8-6. I understand how strategies are formulated, but how are they implemented?

That's a good start-knowing how strategies are formulated. But just like any plan, a strategy has
to be implemented before it's of any use. How are strategies implemented? It depends on the type
of strategy. At the corporate level, we have growth, stability, and retrenchment strategies. A
growth strategy is implemented through internally increasing the levels of business operations,
through creating new businesses, and through merging with or acquiring other businesses. A
stability strategy is implemented simply by not expanding the level of operations-that is, keeping
everything at the current level of operations. Finally, retrenchment strategies are implemented by
two main methods: (1) cutting costs, and; (2) restructuring the organization through divesting,
liquidating, reengineering, downsizing, or filing for bankruptcy. At the business level, the
competitive strategies are implemented through the competencies, skills, and resources found in
the organization's various functions: marketing, production/operations, research and
development, and so forth. In addition, the competitive strategies are implemented through the
competitive actions and reactions an organization engages in.

8-7. What role does an organization's culture play in its strategy?
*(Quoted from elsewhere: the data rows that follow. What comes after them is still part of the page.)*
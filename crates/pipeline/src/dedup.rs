//! Near-duplicate detection using Simhash.
//!
//! Fingerprints are 64-bit Simhash values rendered as `0x…` hex strings;
//! the empty fingerprint is the literal `"0"`. Two texts are considered
//! near-duplicates when their fingerprints differ in at most
//! [`DUPLICATE_THRESHOLD`] bits.

use std::collections::HashMap;

use md5::{Digest, Md5};

/// Max Hamming distance at which two fingerprints count as duplicates.
pub const DUPLICATE_THRESHOLD: u32 = 3;

/// Shingle width used when extracting features from text.
const SHINGLE_WIDTH: usize = 4;

/// Compute the Simhash fingerprint for a text.
///
/// Returns a `0x…` hex string, or `"0"` for empty / whitespace-only input.
pub fn compute_simhash(text: &str) -> String {
    if text.trim().is_empty() {
        return "0".into();
    }
    format!("{:#x}", simhash64(text))
}

/// Hamming distance between two fingerprints. Inputs that fail to parse
/// as hex are treated as zero.
pub fn hamming_distance(hash1: &str, hash2: &str) -> u32 {
    (parse_hex(hash1) ^ parse_hex(hash2)).count_ones()
}

/// Whether two fingerprints are within `threshold` differing bits.
pub fn is_duplicate(hash1: &str, hash2: &str, threshold: u32) -> bool {
    hamming_distance(hash1, hash2) <= threshold
}

fn parse_hex(hash: &str) -> u64 {
    let digits = hash
        .strip_prefix("0x")
        .or_else(|| hash.strip_prefix("0X"))
        .unwrap_or(hash);
    u64::from_str_radix(digits, 16).unwrap_or(0)
}

// ── simhash internals ───────────────────────────────────────────────

/// 64-bit Simhash over weighted character shingles.
fn simhash64(text: &str) -> u64 {
    let content: String = text
        .to_lowercase()
        .chars()
        .filter(|c| c.is_alphanumeric() || *c == '_')
        .collect();

    let mut weights: HashMap<String, i64> = HashMap::new();
    for shingle in shingles(&content) {
        *weights.entry(shingle).or_insert(0) += 1;
    }

    let mut votes = [0i64; 64];
    for (feature, weight) in &weights {
        let h = feature_hash(feature);
        for (bit, vote) in votes.iter_mut().enumerate() {
            if h >> bit & 1 == 1 {
                *vote += weight;
            } else {
                *vote -= weight;
            }
        }
    }

    let mut value = 0u64;
    for (bit, vote) in votes.iter().enumerate() {
        // A tied vote sets the bit.
        if *vote >= 0 {
            value |= 1 << bit;
        }
    }
    value
}

/// Sliding character shingles; short inputs yield a single feature.
fn shingles(content: &str) -> Vec<String> {
    let chars: Vec<char> = content.chars().collect();
    let count = chars.len().saturating_sub(SHINGLE_WIDTH - 1).max(1);
    (0..count)
        .map(|i| chars[i..(i + SHINGLE_WIDTH).min(chars.len())].iter().collect())
        .collect()
}

/// Low 64 bits of the MD5 digest, as the feature hash.
fn feature_hash(feature: &str) -> u64 {
    let digest = Md5::digest(feature.as_bytes());
    let mut tail = [0u8; 8];
    tail.copy_from_slice(&digest[8..16]);
    u64::from_be_bytes(tail)
}

// ━━━━━━━━━━━━━━━━━━━━━━━━━━━━━━━━━━━━━━━━━━━━━━━━━━━━━━━━━━━━━━━━━━
// Tests
// ━━━━━━━━━━━━━━━━━━━━━━━━━━━━━━━━━━━━━━━━━━━━━━━━━━━━━━━━━━━━━━━━━━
An organization's culture plays an important role in its strategy. The culture will affect what
strategies are formulated and how they're formulated. And it will affect how the chosen strategies
are implemented. For instance, think of 3 M's innovative and risk-taking culture. Its strategies
reflect this culture. And Southwest Airlines' strong people-orientation culture-its emphasis on
fun and making sure customers have a good time-affects the strategies it uses.

8-8. How often should a company change its strategies?

This is a tough question to answer! Obviously, if the strategies aren't having the intended effect-
that is, if the organization is not meeting its goals-then it's time to change the strategies!
However, it does depend on the strategic level we're talking about, also. Corporate strategies
encompass the entire organization and require significant resource investments. Therefore, it's
unlikely that you'll see an organization changing its corporate strategy continuously and
frequently. However, this doesn't mean that an organization will never ever change its corporate
strategy. It will, and organizations do as external and internal circumstances change. After all, an
organization doesn't want to end up as the world's best typewriter manufacturer or buggy whip
manufacturer there is since there's not much demand for either typewriters or buggy whips these
days. But, organizations are not going to have major significant changes in corporate strategy all
the time. At the business (competitive) level and the functional level, however, changes are
likely to be more common and frequent because competitors change what they do and the
marketplace changes what it values. Therefore, the company may decide to change its strategies
to counteract or to exploit the changed situation.